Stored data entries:
────────────────────

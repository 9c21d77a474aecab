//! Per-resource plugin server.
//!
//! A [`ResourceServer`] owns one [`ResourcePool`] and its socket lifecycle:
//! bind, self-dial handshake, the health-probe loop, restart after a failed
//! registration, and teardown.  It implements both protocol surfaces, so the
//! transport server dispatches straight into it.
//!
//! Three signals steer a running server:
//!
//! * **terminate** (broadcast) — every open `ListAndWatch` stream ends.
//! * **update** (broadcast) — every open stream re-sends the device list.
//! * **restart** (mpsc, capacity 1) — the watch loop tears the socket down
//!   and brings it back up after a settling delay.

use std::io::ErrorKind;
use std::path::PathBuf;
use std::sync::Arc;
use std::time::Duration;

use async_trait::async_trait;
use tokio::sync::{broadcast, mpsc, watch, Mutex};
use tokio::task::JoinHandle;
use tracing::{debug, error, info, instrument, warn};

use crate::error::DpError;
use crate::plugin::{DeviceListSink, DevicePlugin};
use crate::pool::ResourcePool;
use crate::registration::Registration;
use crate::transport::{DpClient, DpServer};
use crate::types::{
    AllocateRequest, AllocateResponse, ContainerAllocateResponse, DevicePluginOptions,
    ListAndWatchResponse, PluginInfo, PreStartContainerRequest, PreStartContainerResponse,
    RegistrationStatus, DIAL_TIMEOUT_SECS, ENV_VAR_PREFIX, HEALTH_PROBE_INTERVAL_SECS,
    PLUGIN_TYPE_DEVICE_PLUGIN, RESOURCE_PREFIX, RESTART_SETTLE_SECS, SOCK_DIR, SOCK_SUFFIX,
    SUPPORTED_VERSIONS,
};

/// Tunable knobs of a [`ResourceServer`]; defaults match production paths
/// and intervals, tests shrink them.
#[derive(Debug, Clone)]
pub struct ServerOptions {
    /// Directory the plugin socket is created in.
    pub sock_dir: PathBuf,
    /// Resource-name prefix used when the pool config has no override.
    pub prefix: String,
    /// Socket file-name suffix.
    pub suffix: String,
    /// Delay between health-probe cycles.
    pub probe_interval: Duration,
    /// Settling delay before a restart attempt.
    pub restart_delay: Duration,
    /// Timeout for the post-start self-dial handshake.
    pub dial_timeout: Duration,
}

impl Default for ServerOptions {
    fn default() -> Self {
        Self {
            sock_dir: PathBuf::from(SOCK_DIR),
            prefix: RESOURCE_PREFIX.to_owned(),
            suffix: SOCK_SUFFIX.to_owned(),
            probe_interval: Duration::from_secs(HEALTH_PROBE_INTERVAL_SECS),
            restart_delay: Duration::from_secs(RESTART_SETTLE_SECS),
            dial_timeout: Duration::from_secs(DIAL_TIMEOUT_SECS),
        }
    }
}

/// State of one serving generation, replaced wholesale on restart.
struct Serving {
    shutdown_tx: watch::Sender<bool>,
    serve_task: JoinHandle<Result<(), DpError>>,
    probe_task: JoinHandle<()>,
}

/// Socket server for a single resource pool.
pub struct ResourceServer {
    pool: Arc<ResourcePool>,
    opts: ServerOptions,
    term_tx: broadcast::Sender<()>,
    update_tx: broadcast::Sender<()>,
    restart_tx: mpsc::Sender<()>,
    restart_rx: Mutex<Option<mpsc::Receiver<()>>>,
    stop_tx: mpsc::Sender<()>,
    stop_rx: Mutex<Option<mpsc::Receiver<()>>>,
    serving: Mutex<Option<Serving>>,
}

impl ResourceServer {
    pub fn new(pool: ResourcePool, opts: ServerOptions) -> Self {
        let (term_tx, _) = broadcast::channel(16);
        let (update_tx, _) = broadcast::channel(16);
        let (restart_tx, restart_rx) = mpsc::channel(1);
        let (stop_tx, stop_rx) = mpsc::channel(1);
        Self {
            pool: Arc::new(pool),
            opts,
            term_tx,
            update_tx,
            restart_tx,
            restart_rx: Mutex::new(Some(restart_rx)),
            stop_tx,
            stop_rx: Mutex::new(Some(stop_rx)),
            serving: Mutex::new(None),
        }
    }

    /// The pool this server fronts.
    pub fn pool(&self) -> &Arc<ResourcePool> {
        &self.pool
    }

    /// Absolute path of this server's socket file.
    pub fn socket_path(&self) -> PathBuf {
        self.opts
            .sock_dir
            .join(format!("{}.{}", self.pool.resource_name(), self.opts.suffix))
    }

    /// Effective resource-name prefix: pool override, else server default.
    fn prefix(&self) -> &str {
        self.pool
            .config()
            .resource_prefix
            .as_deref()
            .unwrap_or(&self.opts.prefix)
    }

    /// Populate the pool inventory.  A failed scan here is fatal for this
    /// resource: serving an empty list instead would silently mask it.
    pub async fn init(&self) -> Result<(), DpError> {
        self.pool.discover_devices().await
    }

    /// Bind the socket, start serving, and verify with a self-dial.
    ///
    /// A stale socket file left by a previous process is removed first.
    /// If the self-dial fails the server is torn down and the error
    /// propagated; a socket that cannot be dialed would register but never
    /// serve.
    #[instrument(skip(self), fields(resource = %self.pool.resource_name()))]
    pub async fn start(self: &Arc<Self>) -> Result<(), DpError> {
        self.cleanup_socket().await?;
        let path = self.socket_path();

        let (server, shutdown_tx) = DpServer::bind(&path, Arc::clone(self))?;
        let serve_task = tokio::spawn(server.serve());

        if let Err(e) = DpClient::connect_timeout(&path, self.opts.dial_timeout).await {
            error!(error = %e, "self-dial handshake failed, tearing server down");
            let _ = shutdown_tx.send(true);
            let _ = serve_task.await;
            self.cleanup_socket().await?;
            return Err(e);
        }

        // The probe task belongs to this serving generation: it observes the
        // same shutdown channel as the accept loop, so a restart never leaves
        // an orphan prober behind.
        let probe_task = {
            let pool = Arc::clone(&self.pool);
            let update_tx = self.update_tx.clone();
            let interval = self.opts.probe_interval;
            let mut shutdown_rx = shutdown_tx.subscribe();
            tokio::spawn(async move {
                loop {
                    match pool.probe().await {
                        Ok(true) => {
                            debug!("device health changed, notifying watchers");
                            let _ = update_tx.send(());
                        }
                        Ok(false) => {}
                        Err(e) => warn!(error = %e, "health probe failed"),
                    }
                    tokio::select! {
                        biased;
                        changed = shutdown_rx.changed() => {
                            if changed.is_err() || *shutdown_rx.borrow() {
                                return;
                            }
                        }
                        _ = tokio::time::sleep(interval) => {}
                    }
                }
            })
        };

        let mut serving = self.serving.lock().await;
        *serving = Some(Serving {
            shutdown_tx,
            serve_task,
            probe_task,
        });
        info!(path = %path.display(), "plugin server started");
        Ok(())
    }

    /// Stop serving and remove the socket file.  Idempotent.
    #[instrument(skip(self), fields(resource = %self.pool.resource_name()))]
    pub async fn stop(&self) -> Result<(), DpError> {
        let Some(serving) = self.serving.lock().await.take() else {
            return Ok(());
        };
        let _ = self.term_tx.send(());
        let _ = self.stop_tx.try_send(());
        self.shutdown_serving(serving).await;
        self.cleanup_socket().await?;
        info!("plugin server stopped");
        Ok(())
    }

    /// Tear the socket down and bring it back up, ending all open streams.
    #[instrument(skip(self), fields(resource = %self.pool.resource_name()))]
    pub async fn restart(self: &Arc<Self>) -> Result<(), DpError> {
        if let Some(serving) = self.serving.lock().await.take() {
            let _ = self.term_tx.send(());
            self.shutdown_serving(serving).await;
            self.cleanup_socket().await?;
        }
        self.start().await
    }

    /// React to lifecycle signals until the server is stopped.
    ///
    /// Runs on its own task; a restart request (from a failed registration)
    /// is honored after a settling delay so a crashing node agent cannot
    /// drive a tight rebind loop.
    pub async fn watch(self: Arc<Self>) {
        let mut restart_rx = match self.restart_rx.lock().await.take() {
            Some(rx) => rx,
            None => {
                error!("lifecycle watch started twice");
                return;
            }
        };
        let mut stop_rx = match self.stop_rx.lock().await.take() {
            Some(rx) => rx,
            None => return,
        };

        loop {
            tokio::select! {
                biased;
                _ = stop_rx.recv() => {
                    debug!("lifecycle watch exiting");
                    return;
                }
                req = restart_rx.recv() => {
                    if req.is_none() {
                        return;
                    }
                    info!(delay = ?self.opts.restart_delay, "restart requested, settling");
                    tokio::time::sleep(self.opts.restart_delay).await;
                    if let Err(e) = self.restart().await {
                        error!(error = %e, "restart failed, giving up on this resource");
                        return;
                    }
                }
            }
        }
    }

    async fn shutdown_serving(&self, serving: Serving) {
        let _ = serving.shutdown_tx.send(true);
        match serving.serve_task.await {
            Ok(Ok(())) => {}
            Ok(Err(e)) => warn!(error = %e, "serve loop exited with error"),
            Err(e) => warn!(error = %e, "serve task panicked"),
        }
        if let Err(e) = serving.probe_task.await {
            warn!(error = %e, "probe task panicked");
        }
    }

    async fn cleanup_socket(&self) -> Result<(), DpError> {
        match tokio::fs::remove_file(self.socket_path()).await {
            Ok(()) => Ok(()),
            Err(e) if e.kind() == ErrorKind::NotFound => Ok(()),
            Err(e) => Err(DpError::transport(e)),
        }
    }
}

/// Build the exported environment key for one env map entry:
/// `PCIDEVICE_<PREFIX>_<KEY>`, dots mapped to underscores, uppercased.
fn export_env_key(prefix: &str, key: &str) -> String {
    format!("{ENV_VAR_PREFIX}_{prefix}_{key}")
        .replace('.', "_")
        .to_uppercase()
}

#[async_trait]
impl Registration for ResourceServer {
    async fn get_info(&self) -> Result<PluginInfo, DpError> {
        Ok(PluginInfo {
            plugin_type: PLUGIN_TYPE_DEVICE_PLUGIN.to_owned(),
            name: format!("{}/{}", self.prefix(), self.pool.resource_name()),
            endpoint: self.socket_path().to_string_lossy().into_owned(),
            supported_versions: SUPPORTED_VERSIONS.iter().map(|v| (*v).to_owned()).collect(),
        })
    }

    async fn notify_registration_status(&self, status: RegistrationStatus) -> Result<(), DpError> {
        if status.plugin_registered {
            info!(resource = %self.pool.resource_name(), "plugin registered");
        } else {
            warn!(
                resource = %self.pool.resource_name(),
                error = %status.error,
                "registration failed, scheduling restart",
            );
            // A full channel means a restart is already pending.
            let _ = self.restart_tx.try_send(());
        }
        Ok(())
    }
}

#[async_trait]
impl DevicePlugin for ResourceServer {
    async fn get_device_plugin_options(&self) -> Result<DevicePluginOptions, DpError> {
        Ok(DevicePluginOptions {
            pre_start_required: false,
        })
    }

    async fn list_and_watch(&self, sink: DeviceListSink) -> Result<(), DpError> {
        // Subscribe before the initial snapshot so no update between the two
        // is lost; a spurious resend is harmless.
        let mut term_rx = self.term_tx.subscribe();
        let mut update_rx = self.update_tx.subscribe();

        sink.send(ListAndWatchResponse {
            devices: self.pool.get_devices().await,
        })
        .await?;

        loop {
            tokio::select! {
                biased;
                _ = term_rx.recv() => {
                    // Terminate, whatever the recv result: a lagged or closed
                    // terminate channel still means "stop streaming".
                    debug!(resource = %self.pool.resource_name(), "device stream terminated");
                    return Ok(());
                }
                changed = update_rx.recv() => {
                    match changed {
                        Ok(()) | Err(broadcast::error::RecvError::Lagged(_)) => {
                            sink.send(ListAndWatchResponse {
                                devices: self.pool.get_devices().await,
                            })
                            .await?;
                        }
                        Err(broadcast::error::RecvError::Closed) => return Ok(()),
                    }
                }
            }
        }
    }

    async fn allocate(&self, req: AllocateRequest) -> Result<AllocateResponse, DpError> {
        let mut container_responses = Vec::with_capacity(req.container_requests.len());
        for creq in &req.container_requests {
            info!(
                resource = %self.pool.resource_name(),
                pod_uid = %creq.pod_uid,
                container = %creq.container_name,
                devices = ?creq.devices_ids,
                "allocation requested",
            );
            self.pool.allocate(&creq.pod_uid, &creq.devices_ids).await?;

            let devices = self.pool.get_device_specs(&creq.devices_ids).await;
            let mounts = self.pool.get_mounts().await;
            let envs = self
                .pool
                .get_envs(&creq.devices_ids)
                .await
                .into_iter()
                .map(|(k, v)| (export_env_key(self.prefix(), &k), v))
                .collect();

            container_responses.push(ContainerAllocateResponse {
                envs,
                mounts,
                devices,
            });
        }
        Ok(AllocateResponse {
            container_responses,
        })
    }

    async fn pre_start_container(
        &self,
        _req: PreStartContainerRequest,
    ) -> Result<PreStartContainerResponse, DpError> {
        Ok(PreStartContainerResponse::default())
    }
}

────────────────────

Go through the entries above, and wherever a line holds the word "override", copy that line.

    /// Resource-name prefix used when the pool config has no override.
    /// Effective resource-name prefix: pool override, else server default.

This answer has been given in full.